Required action: Among the lines below, keep only those from the one containing "their own names." through the one containing "pub const DECREASE_FONT_SIZE: Shortcuts", and reproduce them exactly.

++++++++

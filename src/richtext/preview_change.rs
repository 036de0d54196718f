// Preview Changes
// Tags announced to the host before a mutation commits, plus the keyboard shortcut flags.

use std::fmt;
use std::ops::{BitOr, BitOrAssign};

/// Highest code a host extension may use; extensions count down from here
pub const CUSTOM_PREVIEW_CHANGE_START: i64 = 9999;

/// Codes up to this value belong to the built-in change kinds
pub const RESERVED_PREVIEW_CHANGE_END: i64 = 8999;

/// Kind of change about to be applied to the document
#[derive(Debug, Clone, Copy, PartialEq, Eq, Hash)]
pub enum PreviewChange {
    Bold,
    Italic,
    Underline,
    Strikethrough,
    FontResize,
    Highlight,
    FontSize,
    FontColor,
    IndentIncrease,
    IndentDecrease,
    Cut,
    Paste,
    Space,
    Enter,
    BulletedList,
    OrderedList,
    HyperLink,
    MouseDown,
    MouseDragged,
    ArrowKey,
    KeyDown,
    Delete,
    FindReplace,
    /// Host-defined kind, coded from 9999 downwards
    Custom(i64),
}

const BUILT_IN: [PreviewChange; 23] = [
    PreviewChange::Bold,
    PreviewChange::Italic,
    PreviewChange::Underline,
    PreviewChange::Strikethrough,
    PreviewChange::FontResize,
    PreviewChange::Highlight,
    PreviewChange::FontSize,
    PreviewChange::FontColor,
    PreviewChange::IndentIncrease,
    PreviewChange::IndentDecrease,
    PreviewChange::Cut,
    PreviewChange::Paste,
    PreviewChange::Space,
    PreviewChange::Enter,
    PreviewChange::BulletedList,
    PreviewChange::OrderedList,
    PreviewChange::HyperLink,
    PreviewChange::MouseDown,
    PreviewChange::MouseDragged,
    PreviewChange::ArrowKey,
    PreviewChange::KeyDown,
    PreviewChange::Delete,
    PreviewChange::FindReplace,
];

impl PreviewChange {
    /// Numeric code shared with hosts
    pub fn code(self) -> i64 {
        match self {
            PreviewChange::Custom(code) => code,
            built_in => BUILT_IN
                .iter()
                .position(|c| *c == built_in)
                .map(|p| p as i64)
                .unwrap_or(-1),
        }
    }

    /// Built-in kind for codes 0..=22; anything above the reserved block is custom
    pub fn from_code(code: i64) -> Option<PreviewChange> {
        if (0..BUILT_IN.len() as i64).contains(&code) {
            return Some(BUILT_IN[code as usize]);
        }
        (code > RESERVED_PREVIEW_CHANGE_END && code <= CUSTOM_PREVIEW_CHANGE_START)
            .then_some(PreviewChange::Custom(code))
    }

    /// Kinds that only move the caret or forward raw input
    pub fn is_special(self) -> bool {
        !matches!(
            self,
            PreviewChange::MouseDown
                | PreviewChange::MouseDragged
                | PreviewChange::ArrowKey
                | PreviewChange::KeyDown
        )
    }

    /// Human-readable name. Non-special kinds yield `None` unless
    /// `with_non_special_text` is set; custom kinds always yield `None` here.
    pub fn to_display_string(self, with_non_special_text: bool) -> Option<&'static str> {
        if !self.is_special() && !with_non_special_text {
            return None;
        }
        let name = match self {
            PreviewChange::Bold => "Bold",
            PreviewChange::Italic => "Italic",
            PreviewChange::Underline => "Underline",
            PreviewChange::Strikethrough => "Strikethrough",
            PreviewChange::FontResize => "Font Resize",
            PreviewChange::Highlight => "Highlight",
            PreviewChange::FontSize => "Font Size",
            PreviewChange::FontColor => "Font Color",
            PreviewChange::IndentIncrease => "Increase Indent",
            PreviewChange::IndentDecrease => "Decrease Indent",
            PreviewChange::Cut => "Cut",
            PreviewChange::Paste => "Paste",
            PreviewChange::Space => "Space",
            PreviewChange::Enter => "Enter",
            PreviewChange::BulletedList => "Bulleted List",
            PreviewChange::OrderedList => "Ordered List",
            PreviewChange::HyperLink => "Hyperlink",
            PreviewChange::MouseDown => "Mouse Down",
            PreviewChange::MouseDragged => "Mouse Dragged",
            PreviewChange::ArrowKey => "Arrow Key",
            PreviewChange::KeyDown => "Key Down",
            PreviewChange::Delete => "Delete",
            PreviewChange::FindReplace => "Find & Replace",
            PreviewChange::Custom(_) => return None,
        };
        Some(name)
    }
}

impl fmt::Display for PreviewChange {
    fn fmt(&self, f: &mut fmt::Formatter<'_>) -> fmt::Result {
        match self.to_display_string(true) {
            Some(name) => f.write_str(name),
            None => write!(f, "Custom({})", self.code()),
        }
    }
}

/// Names for host-defined preview changes. Hosts extending the kinds override
/// `custom_name`; built-in kinds always use their own names.
pub trait PreviewChangeNames {
    fn custom_name(&self, _code: i64, _with_non_special_text: bool) -> Option<String> {
        None
    }

    fn preview_change_name(
        &self,
        change: PreviewChange,
        with_non_special_text: bool,
    ) -> Option<String> {
        match change {
            PreviewChange::Custom(code) => self.custom_name(code, with_non_special_text),
            built_in => built_in
                .to_display_string(with_non_special_text)
                .map(str::to_string),
        }
    }
}

/// Built-in names only
#[derive(Debug, Clone, Copy, Default)]
pub struct DefaultPreviewChangeNames;

impl PreviewChangeNames for DefaultPreviewChangeNames {}

/// Set of keyboard shortcuts the host enables. The empty set means "all".
#[derive(Debug, Clone, Copy, PartialEq, Eq, Hash, Default)]
pub struct Shortcuts(pub u16);

impl Shortcuts {
    pub const ALL: Shortcuts = Shortcuts(0);
    pub const BOLD: Shortcuts = Shortcuts(1 << 0);
    pub const ITALIC: Shortcuts = Shortcuts(1 << 1);
    pub const UNDERLINE: Shortcuts = Shortcuts(1 << 2);
    pub const STRIKETHROUGH: Shortcuts = Shortcuts(1 << 3);
    pub const INCREASE_FONT_SIZE: Shortcuts = Shortcuts(1 << 4);
    pub const DECREASE_FONT_SIZE: Shortcuts = Shortcuts(1 << 5);
    pub const BULLETED_LIST: Shortcuts = Shortcuts(1 << 6);
    pub const ORDERED_LIST: Shortcuts = Shortcuts(1 << 7);
    pub const LEAVE_BULLETED_LIST: Shortcuts = Shortcuts(1 << 8);
    pub const DECREASE_INDENT: Shortcuts = Shortcuts(1 << 9);
    pub const INCREASE_INDENT: Shortcuts = Shortcuts(1 << 10);

    /// Whether `shortcut` is enabled; the empty set enables everything
    pub fn contains(self, shortcut: Shortcuts) -> bool {
        self.0 == 0 || self.0 & shortcut.0 == shortcut.0
    }

    pub fn insert(&mut self, shortcut: Shortcuts) {
        self.0 |= shortcut.0;
    }

    pub fn bits(self) -> u16 {
        self.0
    }
}

impl BitOr for Shortcuts {
    type Output = Shortcuts;

    fn bitor(self, rhs: Self) -> Self::Output {
        Shortcuts(self.0 | rhs.0)
    }
}

impl BitOrAssign for Shortcuts {
    fn bitor_assign(&mut self, rhs: Self) {
        self.insert(rhs);
    }
}

#[cfg(test)]
mod tests {
    use super::*;

    struct HostNames;

    impl PreviewChangeNames for HostNames {
        fn custom_name(&self, code: i64, _with_non_special_text: bool) -> Option<String> {
            (code == 9999).then(|| "Comment".to_string())
        }
    }

    #[test]
    fn test_codes_follow_declaration_order() {
        assert_eq!(PreviewChange::Bold.code(), 0);
        assert_eq!(PreviewChange::HyperLink.code(), 16);
        assert_eq!(PreviewChange::FindReplace.code(), 22);
        for code in 0..23 {
            assert_eq!(PreviewChange::from_code(code).unwrap().code(), code);
        }
        assert_eq!(PreviewChange::from_code(23), None);
        assert_eq!(
            PreviewChange::from_code(9998),
            Some(PreviewChange::Custom(9998))
        );
        assert_eq!(PreviewChange::from_code(10000), None);
    }

    #[test]
    fn test_non_special_names_are_optional() {
        assert_eq!(PreviewChange::ArrowKey.to_display_string(false), None);
        assert_eq!(
            PreviewChange::ArrowKey.to_display_string(true),
            Some("Arrow Key")
        );
        assert_eq!(PreviewChange::Bold.to_display_string(false), Some("Bold"));
        assert_eq!(PreviewChange::Custom(9999).to_string(), "Custom(9999)");
    }

    #[test]
    fn test_custom_names_come_from_the_host() {
        assert_eq!(
            HostNames.preview_change_name(PreviewChange::Custom(9999), false),
            Some("Comment".to_string())
        );
        assert_eq!(
            HostNames.preview_change_name(PreviewChange::Paste, false),
            Some("Paste".to_string())
        );
        assert_eq!(
            DefaultPreviewChangeNames.preview_change_name(PreviewChange::Custom(9999), true),
            None
        );
    }

    #[test]
    fn test_shortcut_flags() {
        assert!(Shortcuts::ALL.contains(Shortcuts::BOLD));
        let mut enabled = Shortcuts::BOLD | Shortcuts::ITALIC;
        assert!(enabled.contains(Shortcuts::ITALIC));
        assert!(!enabled.contains(Shortcuts::UNDERLINE));
        enabled |= Shortcuts::INCREASE_INDENT;
        assert_eq!(enabled.bits(), 0b100_0000_0011);
    }
}
// List Layout
// Render-time bullet and numbering markers for list paragraphs.
// Markers are derived from paragraph styles on every pass and never stored in the text.

use super::styled_document::*;
use serde::{Deserialize, Serialize};
use std::fmt;

/// Glyph drawn in front of bulleted paragraphs
pub const BULLET_STRING: &str = "\u{2022}";

/// Separator between a marker and the paragraph text in plain-text renderings
pub const INDENTATION_STRING: &str = "\t";

const ENCODED_BULLET: &str = "\u{200B}rte-bullet\u{200B}";
const ENCODED_NUMBERING: &str = "\u{200B}rte-numbering\u{200B}";

/// Marker text of the n-th (1-based) item of a numbered list
pub fn numbering_string(ordinal: usize) -> String {
    format!("{ordinal}.")
}

impl ListKind {
    /// Invisible identifier for the list kind, usable as a tag outside the text
    pub fn encoded_marker(self) -> Option<&'static str> {
        match self {
            ListKind::None => None,
            ListKind::Bulleted => Some(ENCODED_BULLET),
            ListKind::Numbered => Some(ENCODED_NUMBERING),
        }
    }

    pub fn from_encoded_marker(marker: &str) -> Option<ListKind> {
        match marker {
            ENCODED_BULLET => Some(ListKind::Bulleted),
            ENCODED_NUMBERING => Some(ListKind::Numbered),
            _ => None,
        }
    }
}

/// Configurable geometry and color of list markers
#[derive(Debug, Clone, PartialEq, Serialize, Deserialize)]
#[serde(default)]
pub struct ListLayoutSettings {
    /// Marker color; `None` uses the paragraph's first text color
    pub marker_color: Option<Color>,
    /// Gap between the right edge of a marker and the paragraph text
    pub bullet_numbering_indent: f32,
    /// Extra indentation of list paragraphs, where the text starts
    pub first_line_head_indent: f32,
    /// Head indent per nesting level
    pub indent_step: f32,
}

impl Default for ListLayoutSettings {
    fn default() -> Self {
        ListLayoutSettings {
            marker_color: None,
            bullet_numbering_indent: 15.0,
            first_line_head_indent: 52.0,
            indent_step: 30.0,
        }
    }
}

/// List metadata of one paragraph
#[derive(Debug, Clone, Copy, PartialEq)]
pub struct ParagraphListState {
    pub paragraph_index: usize,
    pub indent_level: usize,
    pub kind: ListKind,
    /// 1-based position in the list run; only set for numbered paragraphs
    pub ordinal: Option<usize>,
}

impl ParagraphListState {
    /// Visible marker text, if the paragraph is a list item
    pub fn marker(&self) -> Option<String> {
        match self.kind {
            ListKind::None => None,
            ListKind::Bulleted => Some(BULLET_STRING.to_string()),
            ListKind::Numbered => self.ordinal.map(numbering_string),
        }
    }
}

impl fmt::Display for ParagraphListState {
    fn fmt(&self, f: &mut fmt::Formatter<'_>) -> fmt::Result {
        write!(f, "[{}] level {}", self.paragraph_index, self.indent_level)?;
        if let Some(marker) = self.marker() {
            write!(f, " {marker}")?;
        }
        Ok(())
    }
}

fn indent_level(style: &ParagraphStyle, step: f32) -> usize {
    if step <= 0.0 || style.head_indent <= 0.0 {
        return 0;
    }
    (style.head_indent / step).round() as usize
}

/// List state of every paragraph, computed in one forward pass
pub fn list_states(doc: &StyledDocument, settings: &ListLayoutSettings) -> Vec<ParagraphListState> {
    let mut states = Vec::with_capacity(doc.paragraph_count());
    let mut run_length = 0usize;

    for (i, paragraph) in doc.paragraphs().iter().enumerate() {
        let kind = paragraph.style.list;
        run_length = if kind == ListKind::Numbered {
            run_length + 1
        } else {
            0
        };
        states.push(ParagraphListState {
            paragraph_index: i,
            indent_level: indent_level(&paragraph.style, settings.indent_step),
            kind,
            ordinal: (kind == ListKind::Numbered).then_some(run_length),
        });
    }

    states
}

/// Ordinal of a single numbered paragraph, found by scanning back through its list run
pub fn ordinal_at(doc: &StyledDocument, paragraph_index: usize) -> Option<usize> {
    let paragraphs = doc.paragraphs();
    if paragraphs.get(paragraph_index)?.style.list != ListKind::Numbered {
        return None;
    }
    let preceding = paragraphs[..paragraph_index]
        .iter()
        .rev()
        .take_while(|p| p.style.list == ListKind::Numbered)
        .count();
    Some(preceding + 1)
}

/// Drawing backend for list markers
pub trait MarkerPainter {
    fn set_color(&mut self, color: Color);
    fn set_font(&mut self, font: &Font);
    fn text_width(&mut self, text: &str, font: &Font) -> f32;
    fn draw_text(&mut self, text: &str, x: f32, y: f32);
}

/// A marker to draw in front of a paragraph's first line
#[derive(Debug, Clone, PartialEq)]
pub struct MarkerAnnotation {
    pub paragraph_index: usize,
    pub text: String,
    /// Right edge of the marker, relative to the paragraph's line fragment origin
    pub x: f32,
    pub color: Color,
    pub font: Font,
}

/// Where a paragraph's first line and wrapped lines start
#[derive(Debug, Clone, Copy, PartialEq)]
pub struct EffectiveIndents {
    pub first_line: f32,
    pub head: f32,
}

/// Computes and draws list markers without touching the document
#[derive(Debug, Clone, Default)]
pub struct ListMarkerLayout {
    pub settings: ListLayoutSettings,
}

impl ListMarkerLayout {
    pub fn new(settings: ListLayoutSettings) -> Self {
        ListMarkerLayout { settings }
    }

    /// Text indentation a paragraph is laid out with. List items make room for
    /// their marker on every line so wrapped lines align with the first one.
    pub fn effective_indents(&self, style: &ParagraphStyle) -> EffectiveIndents {
        if style.is_list() {
            let indent = style.head_indent + self.settings.first_line_head_indent;
            EffectiveIndents {
                first_line: indent,
                head: indent,
            }
        } else {
            EffectiveIndents {
                first_line: style.first_line_head_indent,
                head: style.head_indent,
            }
        }
    }

    /// Markers for every list paragraph. `font` is used for paragraphs
    /// without text; otherwise the font of the first run is kept, minus its traits.
    pub fn annotations(&self, doc: &StyledDocument, font: &Font) -> Vec<MarkerAnnotation> {
        list_states(doc, &self.settings)
            .into_iter()
            .filter_map(|state| {
                let text = state.marker()?;
                let paragraph = doc.paragraph(state.paragraph_index)?;
                let attributes = paragraph.attributes_at(0);
                let marker_font = if paragraph.is_empty() {
                    font.clone()
                } else {
                    attributes.font.clone().with_bold(false).with_italic(false)
                };
                let color = self
                    .settings
                    .marker_color
                    .or(attributes.text_color)
                    .unwrap_or(Color::BLACK);
                Some(MarkerAnnotation {
                    paragraph_index: state.paragraph_index,
                    text,
                    x: paragraph.style.head_indent + self.settings.first_line_head_indent
                        - self.settings.bullet_numbering_indent,
                    color,
                    font: marker_font,
                })
            })
            .collect()
    }

    /// Draw markers for the paragraphs the host has laid out. `origins` maps
    /// paragraph indices to the baseline origin of their first line fragment.
    pub fn draw<P: MarkerPainter>(
        &self,
        doc: &StyledDocument,
        font: &Font,
        origins: &[(usize, f32, f32)],
        painter: &mut P,
    ) -> usize {
        let annotations = self.annotations(doc, font);
        let mut drawn = 0;

        for &(index, origin_x, origin_y) in origins {
            let Some(annotation) = annotations.iter().find(|a| a.paragraph_index == index) else {
                continue;
            };
            painter.set_color(annotation.color);
            painter.set_font(&annotation.font);
            let width = painter.text_width(&annotation.text, &annotation.font);
            painter.draw_text(&annotation.text, origin_x + annotation.x - width, origin_y);
            drawn += 1;
        }

        drawn
    }

    /// Plain-text rendering with markers, one paragraph per line
    pub fn render_plain_text(&self, doc: &StyledDocument) -> String {
        let states = list_states(doc, &self.settings);
        doc.paragraphs()
            .iter()
            .zip(states)
            .map(|(paragraph, state)| {
                let indent = INDENTATION_STRING.repeat(state.indent_level);
                match state.marker() {
                    Some(marker) => {
                        format!("{indent}{marker}{INDENTATION_STRING}{}", paragraph.text())
                    }
                    None => format!("{indent}{}", paragraph.text()),
                }
            })
            .collect::<Vec<_>>()
            .join("\n")
    }
}

#[cfg(test)]
mod tests {
    use super::*;

    fn list_doc(kinds: &[ListKind]) -> StyledDocument {
        StyledDocument::from_paragraphs(
            kinds
                .iter()
                .enumerate()
                .map(|(i, kind)| {
                    Paragraph::new(ParagraphStyle::default().with_list(*kind))
                        .with_plain_text(format!("item {i}"))
                })
                .collect(),
        )
    }

    struct RecordingPainter {
        calls: Vec<String>,
    }

    impl MarkerPainter for RecordingPainter {
        fn set_color(&mut self, color: Color) {
            self.calls.push(format!("color {color}"));
        }

        fn set_font(&mut self, font: &Font) {
            self.calls.push(format!("font {} {}", font.family, font.size));
        }

        fn text_width(&mut self, text: &str, _font: &Font) -> f32 {
            text.chars().count() as f32 * 6.0
        }

        fn draw_text(&mut self, text: &str, x: f32, y: f32) {
            self.calls.push(format!("text {text} at {x},{y}"));
        }
    }

    #[test]
    fn test_ordinals_restart_after_break() {
        use ListKind::*;
        let doc = list_doc(&[
            Numbered, Numbered, Numbered, Numbered, Numbered, None, Numbered, Numbered,
        ]);
        let ordinals: Vec<Option<usize>> = list_states(&doc, &ListLayoutSettings::default())
            .iter()
            .map(|s| s.ordinal)
            .collect();
        assert_eq!(
            ordinals,
            vec![
                Some(1),
                Some(2),
                Some(3),
                Some(4),
                Some(5),
                Option::None,
                Some(1),
                Some(2)
            ]
        );
        for (i, expected) in ordinals.iter().enumerate() {
            assert_eq!(ordinal_at(&doc, i), *expected);
        }
    }

    #[test]
    fn test_bulleted_paragraph_breaks_numbering() {
        use ListKind::*;
        let doc = list_doc(&[Numbered, Bulleted, Numbered]);
        assert_eq!(ordinal_at(&doc, 2), Some(1));
        assert_eq!(ordinal_at(&doc, 1), Option::None);
    }

    #[test]
    fn test_encoded_markers() {
        for kind in [ListKind::Bulleted, ListKind::Numbered] {
            let marker = kind.encoded_marker().unwrap();
            assert!(marker.starts_with('\u{200B}'));
            assert_eq!(ListKind::from_encoded_marker(marker), Some(kind));
        }
        assert_eq!(ListKind::None.encoded_marker(), None);
        assert_eq!(ListKind::from_encoded_marker(BULLET_STRING), None);
    }

    #[test]
    fn test_annotations_position_and_color() {
        let mut doc = list_doc(&[ListKind::Bulleted, ListKind::None]);
        doc.set_paragraph_style(TextRange::caret(0), |s| s.head_indent = 30.0);
        let layout = ListMarkerLayout::new(ListLayoutSettings {
            marker_color: Some(Color::rgb(200, 0, 0)),
            ..Default::default()
        });
        let annotations = layout.annotations(&doc, &Font::default());
        assert_eq!(annotations.len(), 1);
        assert_eq!(annotations[0].text, BULLET_STRING);
        assert_eq!(annotations[0].x, 30.0 + 52.0 - 15.0);
        assert_eq!(annotations[0].color, Color::rgb(200, 0, 0));

        let indents = layout.effective_indents(&doc.paragraphs()[0].style);
        assert_eq!(indents.first_line, 82.0);
        assert_eq!(indents.head, 82.0);
        let plain = layout.effective_indents(&doc.paragraphs()[1].style);
        assert_eq!(plain.first_line, 0.0);
    }

    #[test]
    fn test_draw_right_aligns_markers_and_leaves_document_alone() {
        let doc = list_doc(&[ListKind::Numbered, ListKind::Numbered]);
        let before = doc.clone();
        let layout = ListMarkerLayout::default();
        let mut painter = RecordingPainter { calls: Vec::new() };

        let drawn = layout.draw(&doc, &Font::default(), &[(1, 10.0, 40.0)], &mut painter);
        assert_eq!(drawn, 1);
        assert_eq!(
            painter.calls,
            vec![
                "color #000000".to_string(),
                "font Helvetica 12".to_string(),
                "text 2. at 35,40".to_string(),
            ]
        );
        assert_eq!(doc, before);
    }

    #[test]
    fn test_render_plain_text() {
        let mut doc = list_doc(&[ListKind::Bulleted, ListKind::Numbered, ListKind::None]);
        doc.set_paragraph_style(TextRange::caret(7), |s| s.head_indent = 30.0);
        let text = ListMarkerLayout::default().render_plain_text(&doc);
        assert_eq!(text, "\u{2022}\titem 0\n\t1.\titem 1\nitem 2");
    }
}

++++++++

Your response:
/// `custom_name`; built-in kinds always use their own names.
pub trait PreviewChangeNames {
    fn custom_name(&self, _code: i64, _with_non_special_text: bool) -> Option<String> {
        None
    }

    fn preview_change_name(
        &self,
        change: PreviewChange,
        with_non_special_text: bool,
    ) -> Option<String> {
        match change {
            PreviewChange::Custom(code) => self.custom_name(code, with_non_special_text),
            built_in => built_in
                .to_display_string(with_non_special_text)
                .map(str::to_string),
        }
    }
}

/// Built-in names only
#[derive(Debug, Clone, Copy, Default)]
pub struct DefaultPreviewChangeNames;

impl PreviewChangeNames for DefaultPreviewChangeNames {}

/// Set of keyboard shortcuts the host enables. The empty set means "all".
#[derive(Debug, Clone, Copy, PartialEq, Eq, Hash, Default)]
pub struct Shortcuts(pub u16);

impl Shortcuts {
    pub const ALL: Shortcuts = Shortcuts(0);
    pub const BOLD: Shortcuts = Shortcuts(1 << 0);
    pub const ITALIC: Shortcuts = Shortcuts(1 << 1);
    pub const UNDERLINE: Shortcuts = Shortcuts(1 << 2);
    pub const STRIKETHROUGH: Shortcuts = Shortcuts(1 << 3);
    pub const INCREASE_FONT_SIZE: Shortcuts = Shortcuts(1 << 4);
    pub const DECREASE_FONT_SIZE: Shortcuts = Shortcuts(1 << 5);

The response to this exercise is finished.